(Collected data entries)
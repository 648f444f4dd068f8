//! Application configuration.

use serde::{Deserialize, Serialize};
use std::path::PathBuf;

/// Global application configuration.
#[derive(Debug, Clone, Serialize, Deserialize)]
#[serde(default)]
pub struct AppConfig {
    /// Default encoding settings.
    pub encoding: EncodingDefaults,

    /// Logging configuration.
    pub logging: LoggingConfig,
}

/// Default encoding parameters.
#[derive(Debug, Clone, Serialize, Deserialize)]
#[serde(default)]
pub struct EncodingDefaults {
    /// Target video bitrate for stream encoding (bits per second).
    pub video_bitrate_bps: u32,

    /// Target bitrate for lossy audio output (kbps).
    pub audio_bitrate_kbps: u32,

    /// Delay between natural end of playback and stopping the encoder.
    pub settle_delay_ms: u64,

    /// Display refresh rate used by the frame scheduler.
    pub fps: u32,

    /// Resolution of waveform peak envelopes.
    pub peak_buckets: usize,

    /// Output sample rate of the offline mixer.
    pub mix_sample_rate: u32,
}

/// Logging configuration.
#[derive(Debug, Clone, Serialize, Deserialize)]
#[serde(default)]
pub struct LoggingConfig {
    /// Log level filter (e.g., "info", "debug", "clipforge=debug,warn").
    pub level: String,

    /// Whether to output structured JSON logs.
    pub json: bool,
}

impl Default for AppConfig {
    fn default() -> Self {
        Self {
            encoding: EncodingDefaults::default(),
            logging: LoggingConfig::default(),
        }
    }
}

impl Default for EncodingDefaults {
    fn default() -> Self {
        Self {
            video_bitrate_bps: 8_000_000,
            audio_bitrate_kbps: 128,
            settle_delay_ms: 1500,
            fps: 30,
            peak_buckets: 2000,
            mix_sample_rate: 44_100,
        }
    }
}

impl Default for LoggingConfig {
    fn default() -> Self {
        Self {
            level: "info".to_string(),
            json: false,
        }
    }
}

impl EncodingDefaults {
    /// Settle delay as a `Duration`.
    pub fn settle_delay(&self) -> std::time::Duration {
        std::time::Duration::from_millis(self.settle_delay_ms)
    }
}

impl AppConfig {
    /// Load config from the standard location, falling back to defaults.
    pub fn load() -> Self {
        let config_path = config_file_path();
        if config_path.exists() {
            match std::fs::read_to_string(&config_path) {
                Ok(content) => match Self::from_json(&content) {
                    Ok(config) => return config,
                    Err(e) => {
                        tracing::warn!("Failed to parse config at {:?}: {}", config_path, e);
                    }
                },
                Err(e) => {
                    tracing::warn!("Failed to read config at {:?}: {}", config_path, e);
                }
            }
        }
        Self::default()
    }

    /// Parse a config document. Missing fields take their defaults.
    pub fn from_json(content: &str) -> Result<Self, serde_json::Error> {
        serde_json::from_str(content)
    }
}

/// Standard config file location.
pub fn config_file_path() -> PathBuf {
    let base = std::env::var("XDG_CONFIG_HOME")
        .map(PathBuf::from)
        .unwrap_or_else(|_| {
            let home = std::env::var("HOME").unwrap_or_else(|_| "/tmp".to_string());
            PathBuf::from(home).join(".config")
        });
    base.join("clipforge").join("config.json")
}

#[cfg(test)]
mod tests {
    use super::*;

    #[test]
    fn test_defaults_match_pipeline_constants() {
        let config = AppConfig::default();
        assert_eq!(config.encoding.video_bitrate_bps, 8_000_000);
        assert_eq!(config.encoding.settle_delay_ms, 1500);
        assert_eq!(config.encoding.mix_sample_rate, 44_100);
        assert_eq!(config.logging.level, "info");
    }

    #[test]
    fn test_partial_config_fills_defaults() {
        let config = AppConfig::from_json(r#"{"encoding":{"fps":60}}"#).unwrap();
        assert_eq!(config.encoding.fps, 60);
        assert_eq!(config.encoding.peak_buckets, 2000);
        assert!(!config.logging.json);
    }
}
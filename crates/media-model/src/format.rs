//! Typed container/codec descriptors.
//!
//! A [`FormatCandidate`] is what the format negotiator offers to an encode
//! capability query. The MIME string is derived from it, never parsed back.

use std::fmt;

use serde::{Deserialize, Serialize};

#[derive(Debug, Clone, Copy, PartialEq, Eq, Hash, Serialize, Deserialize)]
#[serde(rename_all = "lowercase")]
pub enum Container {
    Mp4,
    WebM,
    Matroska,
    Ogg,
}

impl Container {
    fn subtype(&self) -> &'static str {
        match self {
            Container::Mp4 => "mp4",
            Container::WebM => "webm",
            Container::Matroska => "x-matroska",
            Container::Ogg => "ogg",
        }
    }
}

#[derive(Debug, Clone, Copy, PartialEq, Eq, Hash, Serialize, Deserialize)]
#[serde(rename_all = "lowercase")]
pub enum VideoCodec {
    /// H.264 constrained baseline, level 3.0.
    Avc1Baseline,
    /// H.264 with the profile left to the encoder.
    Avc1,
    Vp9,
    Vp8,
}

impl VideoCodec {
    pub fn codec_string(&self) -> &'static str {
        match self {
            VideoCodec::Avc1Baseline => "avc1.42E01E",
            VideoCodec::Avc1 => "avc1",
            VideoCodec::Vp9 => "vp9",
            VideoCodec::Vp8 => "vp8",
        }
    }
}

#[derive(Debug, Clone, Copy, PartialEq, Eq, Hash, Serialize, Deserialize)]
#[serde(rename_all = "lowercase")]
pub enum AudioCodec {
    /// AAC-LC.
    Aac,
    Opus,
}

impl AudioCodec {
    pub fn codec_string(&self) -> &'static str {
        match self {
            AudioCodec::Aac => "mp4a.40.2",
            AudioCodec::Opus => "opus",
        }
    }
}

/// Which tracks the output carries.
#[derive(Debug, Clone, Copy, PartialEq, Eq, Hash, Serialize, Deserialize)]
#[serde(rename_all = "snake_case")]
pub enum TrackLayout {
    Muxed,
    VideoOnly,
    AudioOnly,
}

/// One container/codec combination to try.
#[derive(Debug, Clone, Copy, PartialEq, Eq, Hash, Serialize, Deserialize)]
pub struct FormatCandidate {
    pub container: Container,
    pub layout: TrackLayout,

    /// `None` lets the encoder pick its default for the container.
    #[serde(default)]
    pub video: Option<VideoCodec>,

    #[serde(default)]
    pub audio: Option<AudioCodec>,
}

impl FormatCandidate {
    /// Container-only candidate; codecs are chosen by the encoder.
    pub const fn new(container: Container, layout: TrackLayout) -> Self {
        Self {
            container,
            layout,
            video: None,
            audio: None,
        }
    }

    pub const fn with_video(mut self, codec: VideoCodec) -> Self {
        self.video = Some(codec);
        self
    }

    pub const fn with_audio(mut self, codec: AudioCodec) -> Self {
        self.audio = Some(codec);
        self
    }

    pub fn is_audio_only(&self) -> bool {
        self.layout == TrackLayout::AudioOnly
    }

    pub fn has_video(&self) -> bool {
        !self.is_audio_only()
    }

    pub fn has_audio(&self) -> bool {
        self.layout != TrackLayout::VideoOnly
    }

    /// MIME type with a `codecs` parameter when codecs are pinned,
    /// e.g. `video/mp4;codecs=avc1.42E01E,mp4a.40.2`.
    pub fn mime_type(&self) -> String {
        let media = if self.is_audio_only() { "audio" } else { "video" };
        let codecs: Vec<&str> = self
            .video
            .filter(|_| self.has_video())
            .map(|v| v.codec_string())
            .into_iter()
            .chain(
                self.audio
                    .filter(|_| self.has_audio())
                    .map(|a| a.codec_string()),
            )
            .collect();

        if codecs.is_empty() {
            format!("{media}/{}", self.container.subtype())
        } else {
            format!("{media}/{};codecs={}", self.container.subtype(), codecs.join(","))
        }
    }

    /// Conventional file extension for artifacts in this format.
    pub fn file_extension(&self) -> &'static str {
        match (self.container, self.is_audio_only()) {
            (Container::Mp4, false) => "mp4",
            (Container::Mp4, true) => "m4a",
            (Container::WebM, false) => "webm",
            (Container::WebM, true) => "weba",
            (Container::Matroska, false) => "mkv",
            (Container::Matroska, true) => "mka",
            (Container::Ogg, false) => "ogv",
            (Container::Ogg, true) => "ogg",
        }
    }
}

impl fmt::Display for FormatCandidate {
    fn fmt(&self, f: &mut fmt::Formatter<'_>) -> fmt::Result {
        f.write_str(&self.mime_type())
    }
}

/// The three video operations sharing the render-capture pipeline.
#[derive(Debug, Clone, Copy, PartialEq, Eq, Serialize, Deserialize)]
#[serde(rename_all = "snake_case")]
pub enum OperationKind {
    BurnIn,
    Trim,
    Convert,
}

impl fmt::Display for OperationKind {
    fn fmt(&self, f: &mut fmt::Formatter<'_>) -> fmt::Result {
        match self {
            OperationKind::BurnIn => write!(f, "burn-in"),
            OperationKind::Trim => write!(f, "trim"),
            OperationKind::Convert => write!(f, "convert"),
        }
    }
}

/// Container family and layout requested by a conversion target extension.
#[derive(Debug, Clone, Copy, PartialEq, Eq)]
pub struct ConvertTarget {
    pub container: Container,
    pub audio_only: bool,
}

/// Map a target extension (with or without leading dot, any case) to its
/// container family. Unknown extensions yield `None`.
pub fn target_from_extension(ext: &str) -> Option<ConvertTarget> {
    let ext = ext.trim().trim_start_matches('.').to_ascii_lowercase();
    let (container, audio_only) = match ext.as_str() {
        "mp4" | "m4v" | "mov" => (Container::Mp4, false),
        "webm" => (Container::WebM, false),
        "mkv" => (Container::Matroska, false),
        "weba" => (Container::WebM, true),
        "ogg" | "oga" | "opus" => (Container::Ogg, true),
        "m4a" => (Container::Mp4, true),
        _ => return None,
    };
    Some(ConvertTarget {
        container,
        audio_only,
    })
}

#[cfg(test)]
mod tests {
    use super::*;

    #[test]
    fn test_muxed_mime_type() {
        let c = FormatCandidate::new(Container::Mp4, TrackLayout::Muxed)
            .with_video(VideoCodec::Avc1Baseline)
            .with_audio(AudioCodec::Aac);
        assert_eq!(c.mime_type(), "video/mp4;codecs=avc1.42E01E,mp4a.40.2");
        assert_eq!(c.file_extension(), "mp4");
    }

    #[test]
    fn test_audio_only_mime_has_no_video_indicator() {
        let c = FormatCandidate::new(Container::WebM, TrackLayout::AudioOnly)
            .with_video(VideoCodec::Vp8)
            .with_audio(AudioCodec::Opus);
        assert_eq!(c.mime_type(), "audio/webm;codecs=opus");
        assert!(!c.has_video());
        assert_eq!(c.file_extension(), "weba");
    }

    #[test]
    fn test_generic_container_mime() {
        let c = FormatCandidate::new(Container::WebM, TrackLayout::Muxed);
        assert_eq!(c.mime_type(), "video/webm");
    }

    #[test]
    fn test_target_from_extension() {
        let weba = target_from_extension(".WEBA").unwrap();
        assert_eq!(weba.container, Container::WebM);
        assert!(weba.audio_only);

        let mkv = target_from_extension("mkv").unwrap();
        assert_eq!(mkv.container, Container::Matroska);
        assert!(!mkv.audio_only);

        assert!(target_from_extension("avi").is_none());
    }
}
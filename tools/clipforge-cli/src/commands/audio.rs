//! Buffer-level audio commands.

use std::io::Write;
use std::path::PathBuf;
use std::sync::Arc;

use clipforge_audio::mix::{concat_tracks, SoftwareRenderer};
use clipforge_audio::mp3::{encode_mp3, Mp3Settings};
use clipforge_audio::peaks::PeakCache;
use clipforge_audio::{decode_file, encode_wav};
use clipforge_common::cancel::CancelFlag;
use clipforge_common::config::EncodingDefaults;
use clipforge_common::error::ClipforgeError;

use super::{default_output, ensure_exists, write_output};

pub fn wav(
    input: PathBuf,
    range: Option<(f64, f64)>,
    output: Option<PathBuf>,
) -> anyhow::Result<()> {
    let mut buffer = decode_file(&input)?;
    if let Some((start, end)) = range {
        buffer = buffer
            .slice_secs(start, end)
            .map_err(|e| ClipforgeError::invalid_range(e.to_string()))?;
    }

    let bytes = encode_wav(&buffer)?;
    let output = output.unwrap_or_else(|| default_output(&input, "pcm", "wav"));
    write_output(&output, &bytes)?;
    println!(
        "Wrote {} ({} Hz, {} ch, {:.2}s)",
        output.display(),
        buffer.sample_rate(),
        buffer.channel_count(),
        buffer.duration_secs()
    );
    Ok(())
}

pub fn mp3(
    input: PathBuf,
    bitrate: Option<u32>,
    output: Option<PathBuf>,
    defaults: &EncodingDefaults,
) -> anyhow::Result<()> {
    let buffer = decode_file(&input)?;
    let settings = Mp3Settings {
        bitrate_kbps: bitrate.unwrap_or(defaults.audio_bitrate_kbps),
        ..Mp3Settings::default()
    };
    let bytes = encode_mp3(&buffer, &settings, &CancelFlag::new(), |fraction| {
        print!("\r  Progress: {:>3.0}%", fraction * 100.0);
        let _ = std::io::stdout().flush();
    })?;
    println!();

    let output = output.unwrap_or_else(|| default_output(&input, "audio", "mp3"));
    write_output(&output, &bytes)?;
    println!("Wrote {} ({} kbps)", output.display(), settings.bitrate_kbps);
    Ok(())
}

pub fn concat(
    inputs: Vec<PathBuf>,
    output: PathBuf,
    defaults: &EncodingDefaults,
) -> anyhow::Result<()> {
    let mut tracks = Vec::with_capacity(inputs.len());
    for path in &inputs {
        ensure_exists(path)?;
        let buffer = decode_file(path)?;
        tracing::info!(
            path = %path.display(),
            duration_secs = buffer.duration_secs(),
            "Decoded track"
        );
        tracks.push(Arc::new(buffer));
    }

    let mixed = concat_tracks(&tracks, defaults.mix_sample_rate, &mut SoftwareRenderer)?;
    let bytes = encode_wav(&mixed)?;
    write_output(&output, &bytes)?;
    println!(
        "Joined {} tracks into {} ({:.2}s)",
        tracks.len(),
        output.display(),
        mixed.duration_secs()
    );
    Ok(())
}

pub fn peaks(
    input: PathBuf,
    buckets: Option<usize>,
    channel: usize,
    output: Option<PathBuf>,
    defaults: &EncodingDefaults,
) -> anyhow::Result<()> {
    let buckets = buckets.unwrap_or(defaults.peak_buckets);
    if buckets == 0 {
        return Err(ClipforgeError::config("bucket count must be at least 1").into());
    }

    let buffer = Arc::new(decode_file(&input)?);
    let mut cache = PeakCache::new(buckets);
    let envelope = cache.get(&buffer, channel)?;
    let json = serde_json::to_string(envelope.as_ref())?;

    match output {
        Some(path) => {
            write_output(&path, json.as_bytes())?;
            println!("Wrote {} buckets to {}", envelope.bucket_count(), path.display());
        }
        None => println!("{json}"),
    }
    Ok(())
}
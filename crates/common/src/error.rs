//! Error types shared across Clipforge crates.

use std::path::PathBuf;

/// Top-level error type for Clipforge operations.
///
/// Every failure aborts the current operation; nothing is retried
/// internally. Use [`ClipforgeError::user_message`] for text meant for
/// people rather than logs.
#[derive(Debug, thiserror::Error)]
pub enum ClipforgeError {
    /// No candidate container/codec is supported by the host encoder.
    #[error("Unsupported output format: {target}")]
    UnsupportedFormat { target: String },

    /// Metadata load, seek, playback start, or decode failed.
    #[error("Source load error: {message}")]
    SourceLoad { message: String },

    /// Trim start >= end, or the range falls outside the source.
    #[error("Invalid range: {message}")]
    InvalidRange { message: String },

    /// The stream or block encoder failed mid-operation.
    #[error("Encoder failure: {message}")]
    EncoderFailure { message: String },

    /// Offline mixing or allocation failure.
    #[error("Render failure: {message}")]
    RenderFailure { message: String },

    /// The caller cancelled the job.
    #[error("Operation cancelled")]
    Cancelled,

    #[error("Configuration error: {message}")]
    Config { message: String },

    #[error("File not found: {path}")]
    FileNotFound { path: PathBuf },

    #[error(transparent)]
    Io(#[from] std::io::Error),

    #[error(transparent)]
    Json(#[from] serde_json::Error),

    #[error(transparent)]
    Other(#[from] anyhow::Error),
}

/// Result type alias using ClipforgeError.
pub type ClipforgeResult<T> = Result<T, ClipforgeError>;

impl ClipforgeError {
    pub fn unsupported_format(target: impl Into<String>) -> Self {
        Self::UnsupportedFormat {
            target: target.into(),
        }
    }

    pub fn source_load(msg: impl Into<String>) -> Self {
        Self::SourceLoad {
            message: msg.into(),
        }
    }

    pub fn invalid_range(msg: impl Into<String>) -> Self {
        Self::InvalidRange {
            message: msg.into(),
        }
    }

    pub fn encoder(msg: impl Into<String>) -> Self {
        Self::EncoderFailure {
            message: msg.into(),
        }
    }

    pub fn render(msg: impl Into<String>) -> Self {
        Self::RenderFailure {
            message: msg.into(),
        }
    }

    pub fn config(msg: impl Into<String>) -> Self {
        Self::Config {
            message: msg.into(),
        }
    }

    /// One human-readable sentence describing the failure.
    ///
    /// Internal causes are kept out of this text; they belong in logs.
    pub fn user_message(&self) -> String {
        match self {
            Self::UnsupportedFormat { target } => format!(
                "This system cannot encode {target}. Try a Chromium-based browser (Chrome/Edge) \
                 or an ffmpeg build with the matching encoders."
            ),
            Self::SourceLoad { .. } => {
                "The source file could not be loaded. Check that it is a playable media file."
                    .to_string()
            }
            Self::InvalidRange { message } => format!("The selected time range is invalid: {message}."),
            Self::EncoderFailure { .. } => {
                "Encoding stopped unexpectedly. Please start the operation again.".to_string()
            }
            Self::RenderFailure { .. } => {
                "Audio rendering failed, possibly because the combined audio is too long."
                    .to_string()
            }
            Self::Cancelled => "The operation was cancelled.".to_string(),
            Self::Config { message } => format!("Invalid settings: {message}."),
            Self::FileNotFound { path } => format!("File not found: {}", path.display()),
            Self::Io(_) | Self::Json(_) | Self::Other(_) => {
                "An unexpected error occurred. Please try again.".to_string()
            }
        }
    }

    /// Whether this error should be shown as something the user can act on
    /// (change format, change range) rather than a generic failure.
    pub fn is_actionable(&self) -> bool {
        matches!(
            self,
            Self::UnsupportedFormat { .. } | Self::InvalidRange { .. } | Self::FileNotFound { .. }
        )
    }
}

WHAT YOU NEED TO DO. Beginning at the first line of the records, give again each line exactly as written, ending with the line that contains "(bits per second).".

RESPONSE TO THIS TASK.
repository 648f444f4dd068f8
//! Application configuration.

use serde::{Deserialize, Serialize};
use std::path::PathBuf;

/// Global application configuration.
#[derive(Debug, Clone, Serialize, Deserialize)]
#[serde(default)]
pub struct AppConfig {
    /// Default encoding settings.
    pub encoding: EncodingDefaults,

    /// Logging configuration.
    pub logging: LoggingConfig,
}

/// Default encoding parameters.
#[derive(Debug, Clone, Serialize, Deserialize)]
#[serde(default)]
pub struct EncodingDefaults {
    /// Target video bitrate for stream encoding (bits per second).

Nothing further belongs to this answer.